Sisters told by parents to clean their room
Hold get-laid party lacking va va voom
“Quotes are usually short,” says nurse Maura Ellis (Amy Poehler) after reading a written demand for an apology from her big sister Katie (Tina Fey) who is angry that her daughter Hayley (Madison Davenport) has been secretly living with her aunt rather than a close friend. To which Katie replies, “So are dicks, but sometimes you hit the jackpot.” Unfortunately for director Jason Moore, who made his directorial debut with the a cappella comedy Pitch Perfect, and writer Paula Pell, a sketch writer for Saturday Night Live who has penned a couple of episodes of the award-winning sitcom 30 Rock, the plot drags and the punchlines land far from the bullseye.
Mom and Pop Ellis (a twinkly-eyed Dianne Wiest and stilted James Brolin) have sold the family home and asked their daughters to come back to Orlando to clean out their “bottomless pit” of a bedroom. Katie, a scatter-brained beauty therapist, is made homeless after one of her waxing strips is found in the faeces of her landlady’s mutt.
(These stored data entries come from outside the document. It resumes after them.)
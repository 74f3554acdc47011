use arrow::record_batch::RecordBatch;

use super::{LoadOutcome, RecordSink};
use crate::error::{EtlError, Result};
use crate::models::Dataset;

/// Keeps loaded batches in memory
#[derive(Debug, Default)]
pub struct MemorySink {
    loads: Vec<(Dataset, RecordBatch)>,
    offline: bool,
    unwritable: bool,
    reject_rows: usize,
}

impl MemorySink {
    pub fn new() -> Self {
        Self::default()
    }

    /// A sink whose probe fails
    pub fn offline() -> Self {
        Self {
            offline: true,
            ..Self::default()
        }
    }

    /// A sink that probes fine but errors on every load
    pub fn unwritable() -> Self {
        Self {
            unwritable: true,
            ..Self::default()
        }
    }

    /// Report the last `rows` rows of every load as failed
    pub fn rejecting(rows: usize) -> Self {
        Self {
            reject_rows: rows,
            ..Self::default()
        }
    }

    pub fn loads(&self) -> &[(Dataset, RecordBatch)] {
        &self.loads
    }

    pub fn total_rows(&self) -> usize {
        self.loads.iter().map(|(_, batch)| batch.num_rows()).sum()
    }
}

impl RecordSink for MemorySink {
    fn probe(&self) -> Result<()> {
        if self.offline {
            return Err(EtlError::Connectivity {
                target: "memory sink".to_string(),
                message: "sink is offline".to_string(),
            });
        }
        Ok(())
    }

    fn load(&mut self, dataset: Dataset, batch: &RecordBatch) -> Result<LoadOutcome> {
        self.probe()?;
        if self.unwritable {
            return Err(EtlError::Io(std::io::Error::new(
                std::io::ErrorKind::PermissionDenied,
                "sink is not writable",
            )));
        }

        let failed = self.reject_rows.min(batch.num_rows());
        let loaded = batch.num_rows() - failed;
        self.loads.push((dataset, batch.slice(0, loaded)));

        Ok(LoadOutcome::new(dataset, loaded, failed))
    }
}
Maura, a well-meaning but misguided divorcee who mistakes a construction worker for a tramp and offers him a can of deodorant (the comedy bar is set pretty low), is struggling to adjust to singledom and cites teaching herself to make cheese as the highlight of her Bridget Jones existence.
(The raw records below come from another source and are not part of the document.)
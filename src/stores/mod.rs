//! Persistence seam for the zone registry
//!
//! The pipeline only reads and appends zones; no store operation updates or
//! deletes an existing row. Check-then-insert is not atomic, so a single writer
//! per registry is assumed.

pub mod csv_store;
pub mod memory_store;

pub use csv_store::CsvZoneStore;
pub use memory_store::InMemoryZoneStore;

use std::collections::HashSet;

use crate::error::Result;
use crate::models::{Coordinate, CoordinateKey, Zone};

pub trait ZoneStore {
    /// Fails when the registry cannot be reached
    fn probe(&self) -> Result<()>;

    /// Zones whose rounded (latitude, longitude) is one of `candidates`
    fn find_zones(&self, candidates: &HashSet<CoordinateKey>) -> Result<Vec<Zone>>;

    /// Append one new zone per coordinate in a single operation, returning the created rows
    fn insert_zones(&mut self, coordinates: &[Coordinate]) -> Result<Vec<Zone>>;
}

impl<S: ZoneStore + ?Sized> ZoneStore for &mut S {
    fn probe(&self) -> Result<()> {
        (**self).probe()
    }

    fn find_zones(&self, candidates: &HashSet<CoordinateKey>) -> Result<Vec<Zone>> {
        (**self).find_zones(candidates)
    }

    fn insert_zones(&mut self, coordinates: &[Coordinate]) -> Result<Vec<Zone>> {
        (**self).insert_zones(coordinates)
    }
}

impl<S: ZoneStore + ?Sized> ZoneStore for Box<S> {
    fn probe(&self) -> Result<()> {
        (**self).probe()
    }

    fn find_zones(&self, candidates: &HashSet<CoordinateKey>) -> Result<Vec<Zone>> {
        (**self).find_zones(candidates)
    }

    fn insert_zones(&mut self, coordinates: &[Coordinate]) -> Result<Vec<Zone>> {
        (**self).insert_zones(coordinates)
    }
}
It sounds a hoot. And judging by the blooper outtakes at the end of the film, Tina Fey and Amy Poehler had a ball with their improvisational riffs and endless corpsing. However, whether it’s because I am neither American nor female, the humour got lost in translation. Granted, some of the sketches tickle the funny bone, particularly the exchange between Maura and her Korean manicurist Hae-Won as they mispronounce one another’s names. But misunderstandings over juice and Jews, double entendres that would give Julian Clary a run for his pink pound (“We’re looking for a yardman to work our bushes”) and shoe-horned reflections about “A house is just a building, a home is a feeling” don’t cut the Colman’s.
“Good things are hidden in the quiet,” says Katie in response to relationship-shy Maura’s confession that she finds the silence of her DIY boyfriend uncomfortable. There may, indeed, be good things in Sisters, but amid all the raucousness you’d be hard-pressed to find a quiet or for that matter subtle moment in which to appreciate them.